Health IT bill would create new private agency
U.S. Senator Sheldon Whitehouse (D-RI) unveiled legislation aimed at broadening health IT use and aiding healthcare quality efforts. Whitehouse said in a statement that he views the United States health system as being beset by several overlapping problems, one of them being a continued reliance on paper-based electronic records which bog down the exchange of essential patient information, which in turn only increases the chance of medical errors. Other things on Whitehouse’s to-do list include standardization of more efficient procedures and improving provider compensation.

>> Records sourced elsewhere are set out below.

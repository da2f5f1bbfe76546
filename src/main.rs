//! # bugscope CLI
//!
//! Analyze GitHub issues against the repository they were filed on.
//!
//! ## Commands
//!
//! | Command | Description |
//! |---------|-------------|
//! | `bugscope analyze <repo_url> <issue>` | Classify an issue and, if it is a bug, generate a root-cause report |
//! | `bugscope index build <repo_path>` | Build (or skip, if present) the vector index over a checkout |
//! | `bugscope index query "<text>"` | Run a retrieval query against the persisted index |
//!
//! ## Examples
//!
//! ```bash
//! # Full pipeline against a public repository
//! bugscope analyze https://github.com/gothinkster/realworld 1647
//!
//! # Build the index over a local checkout, then poke at retrieval
//! bugscope index build ./workspace/realworld
//! bugscope index query "comments not saving" --top-k 3
//! ```

use clap::{Parser, Subcommand};
use std::path::PathBuf;

use bugscope::analyze;
use bugscope::config;
use bugscope::context;
use bugscope::index::{self, BuildOutcome};
use bugscope::retriever::Retriever;

/// bugscope — AI-assisted GitHub bug analysis.
///
/// All commands accept a `--config` flag pointing to a TOML configuration
/// file; defaults apply when the file does not exist. See
/// `config/bugscope.example.toml` for a full example.
#[derive(Parser)]
#[command(
    name = "bugscope",
    about = "AI-assisted GitHub bug analysis: issue triage, semantic code retrieval, and LLM root-cause reports",
    version,
    long_about = "bugscope fetches a GitHub issue, classifies it, and — for bugs — retrieves \
    semantically relevant source snippets from a clone of the repository to ground a language-model \
    root-cause analysis and patch suggestion."
)]
struct Cli {
    /// Path to configuration file (TOML).
    #[arg(long, global = true, default_value = "./bugscope.toml")]
    config: PathBuf,

    #[command(subcommand)]
    command: Commands,
}

/// Top-level CLI commands.
#[derive(Subcommand)]
enum Commands {
    /// Run the full analysis pipeline for one issue.
    ///
    /// Classifies the issue first; non-bugs stop early without cloning
    /// anything. For bugs: clone, index, retrieve, and generate the report.
    Analyze {
        /// Full URL of the GitHub repository (e.g. https://github.com/gothinkster/realworld).
        repo_url: String,

        /// Issue number to analyze (e.g. 1647).
        issue_number: u64,

        /// Discard any existing index and rebuild it from the fresh clone.
        #[arg(long)]
        force_rebuild: bool,

        /// Keep the cloned repository and index after the run.
        #[arg(long)]
        keep_workspace: bool,
    },

    /// Build or query the vector index directly.
    Index {
        #[command(subcommand)]
        action: IndexAction,
    },
}

/// Index management subcommands.
#[derive(Subcommand)]
enum IndexAction {
    /// Index a local repository checkout.
    ///
    /// Skips the build when an index already exists at the configured
    /// storage path; pass --force to discard it and rebuild.
    Build {
        /// Root of the checkout to index.
        repo_path: PathBuf,

        /// Discard any existing index before building.
        #[arg(long)]
        force: bool,
    },

    /// Query the persisted index and print ranked chunks.
    Query {
        /// Free-text query (for issues: title and body).
        text: String,

        /// Override the configured number of results.
        #[arg(long)]
        top_k: Option<usize>,
    },
}

#[tokio::main]
async fn main() -> anyhow::Result<()> {
    let cli = Cli::parse();
    let mut cfg = config::load_config(&cli.config)?;

    match cli.command {
        Commands::Analyze {
            repo_url,
            issue_number,
            force_rebuild,
            keep_workspace,
        } => {
            analyze::run_analysis(&cfg, &repo_url, issue_number, force_rebuild, keep_workspace)
                .await?;
        }
        Commands::Index { action } => match action {
            IndexAction::Build { repo_path, force } => {
                match index::ensure_index(&cfg, &repo_path, force).await? {
                    BuildOutcome::Built(_) => println!("ok"),
                    BuildOutcome::SkippedExisting(_) => println!("ok (existing index)"),
                }
            }
            IndexAction::Query { text, top_k } => {
                if let Some(k) = top_k {
                    if k == 0 {
                        anyhow::bail!("--top-k must be >= 1");
                    }
                    cfg.retrieval.top_k = k;
                }
                let vector_index = index::load_for_query(&cfg).await?;
                let retriever = Retriever::new(vector_index, &cfg)?;
                let results = retriever.query(&text).await?;

                if results.is_empty() {
                    println!("No results.");
                    return Ok(());
                }

                for (i, result) in results.iter().enumerate() {
                    let excerpt: String = result.chunk.text.chars().take(240).collect();
                    println!(
                        "{}. [{:.4}] {} (chunk {})",
                        i + 1,
                        result.distance,
                        result.chunk.source_path,
                        result.chunk.sequence_index
                    );
                    println!("    excerpt: \"{}\"", excerpt.replace('\n', " "));
                    println!();
                }

                let contexts = context::assemble_context(&results);
                println!("{} chunks across {} files.", results.len(), contexts.len());
            }
        },
    }

    Ok(())
}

In his first term, Whitehouse plans to introduce three separate pieces of legislation to ease these healthcare woes. The National Health Information Technology and Privacy Advancement Act of 2007 would establish a private, non-profit corporation tasked with developing a national, interoperable, secure health IT system to help bring capabilities of IT to all participants within the healthcare system.

Such a system could help reduce dangerous, unnecessary medical errors, cut costs, and improve the quality of care Americans receive. No national infrastructure now exists, and most local healthcare providers can't afford to build a system from scratch.

Whitehouse told the Providence Journal that much of the work tasked to the would-be new private corporation would be the same that is now assigned to the federal Office of the National Coordinator for Health Information Technology. However, he believes that office does not have the proper resources and the leadership to be as effective as it should in addressing health IT adoption issues.

Whitehouse also will introduce the Quality Reform Expansion and Savings Act of 2007 that would create two-year federal grants for local organizations pursuing health quality reform in areas ranging from electronic record-keeping, to early prevention and detection of illness, to efforts to treatment.

Also, the Improved Medical Decision Incentive Act of 2007 would work to focus the healthcare reimbursement system on quality by allowing states to establish best practice guidelines for treating illnesses or conditions.